_WORK TASK:_
Filter the entries below down to the lines that hold "flex".

Stored dataset items:
*** Begin section ***

//! Self-contained HTML page: metric cards plus inline SVG charts

use bikeshare_common::format_count;
use bikeshare_data::DateRange;
use bikeshare_graphs::{HolidayMetrics, UserMetrics};

use crate::sections::{Section, HOLIDAY_SECTION};

/// Everything the page shows
#[derive(Debug, Clone, Copy)]
pub struct PageContent<'a> {
    pub title: &'a str,
    pub range: Option<DateRange>,
    pub metrics: &'a UserMetrics,
    /// Shown as cards inside the special-day users section
    pub holiday_metrics: &'a HolidayMetrics,
    pub sections: &'a [Section],
}

/// Render the dashboard page
pub fn render_page(content: &PageContent<'_>) -> String {
    let sections: String = content
        .sections
        .iter()
        .map(|section| render_section(section, content))
        .collect();

    format!(
        r#"<!DOCTYPE html>
<html lang="en">
<head>
    <meta charset="UTF-8">
    <meta name="viewport" content="width=device-width, initial-scale=1.0">
    <title>{title}</title>
    <style>{css}</style>
</head>
<body>
    <div class="container">
        {header}
        {metrics}
        {sections}
        {footer}
    </div>
</body>
</html>"#,
        title = html_escape(content.title),
        css = inline_css(),
        header = render_header(content.title, content.range),
        metrics = render_metrics(content.metrics),
        sections = sections,
        footer = render_footer(),
    )
}

fn render_header(title: &str, range: Option<DateRange>) -> String {
    let range = range.map_or_else(|| "No data".to_string(), |r| r.to_string());
    format!(
        r#"<header>
    <h1>{title}</h1>
    <div class="meta">Date range: <strong>{range}</strong></div>
</header>"#,
        title = html_escape(title),
        range = html_escape(&range),
    )
}

fn metric_card(label: &str, value: u64) -> String {
    format!(
        r#"<div class="metric-card">
        <h3>{label}</h3>
        <div class="value">{value}</div>
    </div>"#,
        label = html_escape(label),
        value = format_count(value),
    )
}

/// Total, casual and registered users
fn render_metrics(metrics: &UserMetrics) -> String {
    format!(
        r#"<section id="metrics" class="metrics">
    {total}
    {casual}
    {registered}
</section>"#,
        total = metric_card("Total Users", metrics.total),
        casual = metric_card("Casual Users", metrics.casual),
        registered = metric_card("Registered Users", metrics.registered),
    )
}

fn render_holiday_cards(holiday: &HolidayMetrics) -> String {
    format!(
        r#"<div class="metrics">
    {holiday_casual}
    {holiday_registered}
    {regular_casual}
    {regular_registered}
</div>"#,
        holiday_casual = metric_card("Casual Users on Holidays", holiday.holiday.casual),
        holiday_registered = metric_card("Registered Users on Holidays", holiday.holiday.registered),
        regular_casual = metric_card("Casual Users on Non-Holidays", holiday.non_holiday.casual),
        regular_registered = metric_card(
            "Registered Users on Non-Holidays",
            holiday.non_holiday.registered
        ),
    )
}

fn render_section(section: &Section, content: &PageContent<'_>) -> String {
    let cards = if section.id == HOLIDAY_SECTION {
        render_holiday_cards(content.holiday_metrics)
    } else {
        String::new()
    };
    let charts: String = section
        .charts
        .iter()
        .map(|chart| {
            format!(
                r#"<figure id="{id}" class="chart">
        {svg}
        <figcaption>{title}</figcaption>
    </figure>
    "#,
                id = html_escape(&chart.id),
                svg = chart.svg,
                title = html_escape(&chart.title),
            )
        })
        .collect();

    format!(
        r#"<section id="{id}">
    <h2>{title}</h2>
    {cards}
    <div class="charts">
    {charts}</div>
</section>
"#,
        id = section.id,
        title = html_escape(section.title),
    )
}

fn render_footer() -> String {
    format!(
        r#"<footer>Generated by bikeshare-dashboard {version}</footer>"#,
        version = env!("CARGO_PKG_VERSION"),
    )
}

fn inline_css() -> &'static str {
    r#"
body { font-family: sans-serif; margin: 0; background: #f5f6f8; color: #222; }
.container { max-width: 1100px; margin: 0 auto; padding: 24px; }
header h1 { margin-bottom: 4px; }
.meta { color: #666; }
.metrics { display: flex; gap: 16px; margin: 24px 0; flex-wrap: wrap; }
.metric-card { flex: 1; min-width: 180px; background: #fff; border-radius: 8px; padding: 16px; box-shadow: 0 1px 3px rgba(0,0,0,.12); }
.metric-card h3 { margin: 0 0 8px; font-size: 14px; color: #555; font-weight: normal; }
.metric-card .value { font-size: 28px; font-weight: bold; }
section h2 { border-bottom: 2px solid #1f77b4; padding-bottom: 4px; }
.charts { display: flex; flex-direction: column; gap: 24px; }
.chart { margin: 0; background: #fff; border-radius: 8px; padding: 8px; box-shadow: 0 1px 3px rgba(0,0,0,.12); }
.chart svg { max-width: 100%; height: auto; }
.chart figcaption { text-align: center; color: #666; font-size: 13px; }
footer { margin-top: 32px; color: #999; font-size: 12px; text-align: center; }
"#
}

fn html_escape(s: &str) -> String {
    s.replace('&', "&amp;")
        .replace('<', "&lt;")
        .replace('>', "&gt;")
        .replace('"', "&quot;")
        .replace('\'', "&#39;")
}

*** End section ***

_ANSWER TO THIS TASK:_
.metrics { display: flex; gap: 16px; margin: 24px 0; flex-wrap: wrap; }
.metric-card { flex: 1; min-width: 180px; background: #fff; border-radius: 8px; padding: 16px; box-shadow: 0 1px 3px rgba(0,0,0,.12); }
.charts { display: flex; flex-direction: column; gap: 24px; }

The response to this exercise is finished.